What to work on: In which lines of the data does the string "LlmProvider" appear? Copy every one.

Information provided:
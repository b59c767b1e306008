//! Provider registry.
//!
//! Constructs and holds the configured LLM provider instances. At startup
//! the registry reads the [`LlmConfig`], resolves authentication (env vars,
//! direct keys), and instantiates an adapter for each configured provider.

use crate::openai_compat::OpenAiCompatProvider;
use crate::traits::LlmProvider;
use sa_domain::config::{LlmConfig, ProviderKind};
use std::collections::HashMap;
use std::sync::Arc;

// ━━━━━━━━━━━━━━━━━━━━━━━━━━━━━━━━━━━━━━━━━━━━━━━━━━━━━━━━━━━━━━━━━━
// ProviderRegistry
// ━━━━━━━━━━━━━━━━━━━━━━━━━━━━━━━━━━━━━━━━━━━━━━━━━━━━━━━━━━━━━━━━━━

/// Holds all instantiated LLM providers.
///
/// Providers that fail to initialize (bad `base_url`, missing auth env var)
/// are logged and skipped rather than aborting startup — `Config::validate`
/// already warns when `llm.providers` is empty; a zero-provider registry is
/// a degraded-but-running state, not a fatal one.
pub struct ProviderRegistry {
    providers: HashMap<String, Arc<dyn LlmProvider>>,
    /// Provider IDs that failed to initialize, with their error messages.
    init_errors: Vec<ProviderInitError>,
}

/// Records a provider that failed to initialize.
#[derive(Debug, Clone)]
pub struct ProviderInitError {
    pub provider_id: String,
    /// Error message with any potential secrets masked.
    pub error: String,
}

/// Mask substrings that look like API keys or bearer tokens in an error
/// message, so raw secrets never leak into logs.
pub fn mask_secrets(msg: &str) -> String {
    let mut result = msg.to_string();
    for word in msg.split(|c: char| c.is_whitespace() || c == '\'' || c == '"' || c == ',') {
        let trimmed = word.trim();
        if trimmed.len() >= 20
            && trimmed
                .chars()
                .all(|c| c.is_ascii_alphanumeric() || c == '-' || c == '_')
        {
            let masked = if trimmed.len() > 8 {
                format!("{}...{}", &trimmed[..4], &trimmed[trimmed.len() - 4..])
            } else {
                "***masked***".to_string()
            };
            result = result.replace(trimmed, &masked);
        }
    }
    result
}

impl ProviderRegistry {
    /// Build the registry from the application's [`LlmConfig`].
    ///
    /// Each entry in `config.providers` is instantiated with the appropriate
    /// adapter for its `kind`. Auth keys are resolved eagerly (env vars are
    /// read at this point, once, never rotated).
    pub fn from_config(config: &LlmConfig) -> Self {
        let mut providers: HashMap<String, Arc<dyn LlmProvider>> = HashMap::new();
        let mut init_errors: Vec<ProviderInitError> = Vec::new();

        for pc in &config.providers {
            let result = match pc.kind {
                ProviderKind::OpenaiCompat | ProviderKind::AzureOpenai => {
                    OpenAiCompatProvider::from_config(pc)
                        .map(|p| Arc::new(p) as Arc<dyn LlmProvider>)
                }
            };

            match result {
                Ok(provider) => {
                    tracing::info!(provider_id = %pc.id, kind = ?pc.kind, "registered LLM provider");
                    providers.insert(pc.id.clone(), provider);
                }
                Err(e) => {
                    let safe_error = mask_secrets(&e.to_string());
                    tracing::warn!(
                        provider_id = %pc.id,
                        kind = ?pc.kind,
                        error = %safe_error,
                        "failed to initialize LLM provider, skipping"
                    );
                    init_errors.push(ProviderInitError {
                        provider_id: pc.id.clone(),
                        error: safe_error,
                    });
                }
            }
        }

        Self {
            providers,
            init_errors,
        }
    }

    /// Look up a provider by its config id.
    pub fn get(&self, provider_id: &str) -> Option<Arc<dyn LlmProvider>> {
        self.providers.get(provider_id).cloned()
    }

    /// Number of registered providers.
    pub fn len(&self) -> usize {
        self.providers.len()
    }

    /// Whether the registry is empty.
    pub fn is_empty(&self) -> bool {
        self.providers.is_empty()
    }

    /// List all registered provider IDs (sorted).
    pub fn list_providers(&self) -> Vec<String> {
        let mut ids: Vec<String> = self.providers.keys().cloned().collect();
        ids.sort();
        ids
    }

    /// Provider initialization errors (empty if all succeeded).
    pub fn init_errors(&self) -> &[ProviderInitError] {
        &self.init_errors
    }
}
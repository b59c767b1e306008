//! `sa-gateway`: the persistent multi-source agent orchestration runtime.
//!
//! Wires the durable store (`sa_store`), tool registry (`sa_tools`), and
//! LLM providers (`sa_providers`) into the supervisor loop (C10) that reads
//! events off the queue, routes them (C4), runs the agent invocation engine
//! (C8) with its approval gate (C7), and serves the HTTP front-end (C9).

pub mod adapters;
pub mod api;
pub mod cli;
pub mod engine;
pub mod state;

Exercise solution:
use crate::traits::LlmProvider;
    providers: HashMap<String, Arc<dyn LlmProvider>>,
        let mut providers: HashMap<String, Arc<dyn LlmProvider>> = HashMap::new();
                        .map(|p| Arc::new(p) as Arc<dyn LlmProvider>)
    pub fn get(&self, provider_id: &str) -> Option<Arc<dyn LlmProvider>> {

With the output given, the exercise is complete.